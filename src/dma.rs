//! DMA mapping seam
//!
//! The stack never assumes cache coherency. Before a transfer reaches the
//! hardware driver, its buffer is mapped with a [`DmaMapper`]; when the
//! transfer completes, the mapping is torn down again.

use crate::error::Result;
use usb_device::UsbDirection;

/// Maps transfer buffers for DMA
pub trait DmaMapper: Send + Sync {
    /// Prepare `buffer` for a transfer in `direction`, returning the bus address
    fn map(&self, buffer: &mut [u8], direction: UsbDirection) -> Result<usize>;
    /// Undo a mapping produced by [`map()`](DmaMapper::map)
    fn unmap(&self, addr: usize, buffer: &mut [u8], direction: UsbDirection);
    /// Required alignment for DMA buffers, in bytes
    fn align(&self) -> usize {
        1
    }
}

/// Rounds `len` up to the next multiple of `align`
///
/// `align` must be a power of two.
pub const fn align_up(len: usize, align: usize) -> usize {
    (len + align - 1) & !(align - 1)
}

/// Identity mapping for cache-coherent memory
///
/// The bus address is the CPU address. Use this on hosted targets, and on
/// MCUs without a data cache.
#[derive(Debug, Default, Clone, Copy)]
pub struct Coherent;

impl DmaMapper for Coherent {
    fn map(&self, buffer: &mut [u8], _: UsbDirection) -> Result<usize> {
        Ok(buffer.as_mut_ptr() as usize)
    }
    fn unmap(&self, _: usize, _: &mut [u8], _: UsbDirection) {}
}

/// Cortex-M7 D-cache maintenance
///
/// OUT buffers are cleaned before the hardware reads them. IN buffers are
/// cleaned and invalidated before the transfer, and invalidated again after
/// the hardware wrote them.
#[cfg(target_arch = "arm")]
#[derive(Debug, Default, Clone, Copy)]
pub struct CortexM7Cache;

#[cfg(target_arch = "arm")]
impl DmaMapper for CortexM7Cache {
    fn map(&self, buffer: &mut [u8], direction: UsbDirection) -> Result<usize> {
        let addr = buffer.as_mut_ptr() as usize;
        if addr % crate::cache::LINESIZE != 0 {
            warn!("DMA buffer {:x} not cache aligned", addr);
        }
        match direction {
            UsbDirection::Out => crate::cache::clean_dcache_by_address(addr, buffer.len()),
            UsbDirection::In => {
                crate::cache::clean_invalidate_dcache_by_address(addr, buffer.len())
            }
        }
        Ok(addr)
    }
    fn unmap(&self, addr: usize, buffer: &mut [u8], direction: UsbDirection) {
        if direction == UsbDirection::In {
            crate::cache::invalidate_dcache_by_address(addr, buffer.len());
        }
    }
    fn align(&self) -> usize {
        crate::cache::LINESIZE
    }
}

#[cfg(test)]
mod tests {
    use super::{align_up, Coherent, DmaMapper};
    use usb_device::UsbDirection;

    #[test]
    fn align() {
        assert_eq!(align_up(0, 32), 0);
        assert_eq!(align_up(1, 32), 32);
        assert_eq!(align_up(32, 32), 32);
        assert_eq!(align_up(33, 32), 64);
        assert_eq!(align_up(7, 1), 7);
    }

    #[test]
    fn coherent_is_identity() {
        let mut buffer = [0u8; 16];
        let addr = Coherent.map(&mut buffer, UsbDirection::In).unwrap();
        assert_eq!(addr, buffer.as_ptr() as usize);
        assert_eq!(Coherent.align(), 1);
    }
}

____

**Task objective**
Set down the material exactly, keeping every line.

**Answer space**
filename src/dma.rs
//! DMA mapping seam
//!
//! The stack never assumes cache coherency. Before a transfer reaches the
//! hardware driver, its buffer is mapped with a [`DmaMapper`]; when the
//! transfer completes, the mapping is torn down again.

use crate::error::Result;
use usb_device::UsbDirection;

/// Maps transfer buffers for DMA
pub trait DmaMapper: Send + Sync {
    /// Prepare `buffer` for a transfer in `direction`, returning the bus address
    fn map(&self, buffer: &mut [u8], direction: UsbDirection) -> Result<usize>;
    /// Undo a mapping produced by [`map()`](DmaMapper::map)
    fn unmap(&self, addr: usize, buffer: &mut [u8], direction: UsbDirection);
    /// Required alignment for DMA buffers, in bytes
    fn align(&self) -> usize {
        1
    }
}

/// Rounds `len` up to the next multiple of `align`
///
/// `align` must be a power of two.
pub const fn align_up(len: usize, align: usize) -> usize {
    (len + align - 1) & !(align - 1)
}

/// Identity mapping for cache-coherent memory
///
/// The bus address is the CPU address. Use this on hosted targets, and on
/// MCUs without a data cache.
#[derive(Debug, Default, Clone, Copy)]
pub struct Coherent;

impl DmaMapper for Coherent {
    fn map(&self, buffer: &mut [u8], _: UsbDirection) -> Result<usize> {
        Ok(buffer.as_mut_ptr() as usize)
    }
    fn unmap(&self, _: usize, _: &mut [u8], _: UsbDirection) {}
}

/// Cortex-M7 D-cache maintenance
///
/// OUT buffers are cleaned before the hardware reads them. IN buffers are
/// cleaned and invalidated before the transfer, and invalidated again after
/// the hardware wrote them.
#[cfg(target_arch = "arm")]
#[derive(Debug, Default, Clone, Copy)]
pub struct CortexM7Cache;

#[cfg(target_arch = "arm")]
impl DmaMapper for CortexM7Cache {
    fn map(&self, buffer: &mut [u8], direction: UsbDirection) -> Result<usize> {
        let addr = buffer.as_mut_ptr() as usize;
        if addr % crate::cache::LINESIZE != 0 {
            warn!("DMA buffer {:x} not cache aligned", addr);
        }
        match direction {
            UsbDirection::Out => crate::cache::clean_dcache_by_address(addr, buffer.len()),
            UsbDirection::In => {
                crate::cache::clean_invalidate_dcache_by_address(addr, buffer.len())
            }
        }
        Ok(addr)
    }
    fn unmap(&self, addr: usize, buffer: &mut [u8], direction: UsbDirection) {
        if direction == UsbDirection::In {
            crate::cache::invalidate_dcache_by_address(addr, buffer.len());
        }
    }
    fn align(&self) -> usize {
        crate::cache::LINESIZE
    }
}

#[cfg(test)]
mod tests {
    use super::{align_up, Coherent, DmaMapper};
    use usb_device::UsbDirection;

    #[test]
    fn align() {
        assert_eq!(align_up(0, 32), 0);
        assert_eq!(align_up(1, 32), 32);
        assert_eq!(align_up(32, 32), 32);
        assert_eq!(align_up(33, 32), 64);
        assert_eq!(align_up(7, 1), 7);
    }

    #[test]
    fn coherent_is_identity() {
        let mut buffer = [0u8; 16];
        let addr = Coherent.map(&mut buffer, UsbDirection::In).unwrap();
        assert_eq!(addr, buffer.as_ptr() as usize);
        assert_eq!(Coherent.align(), 1);
    }
}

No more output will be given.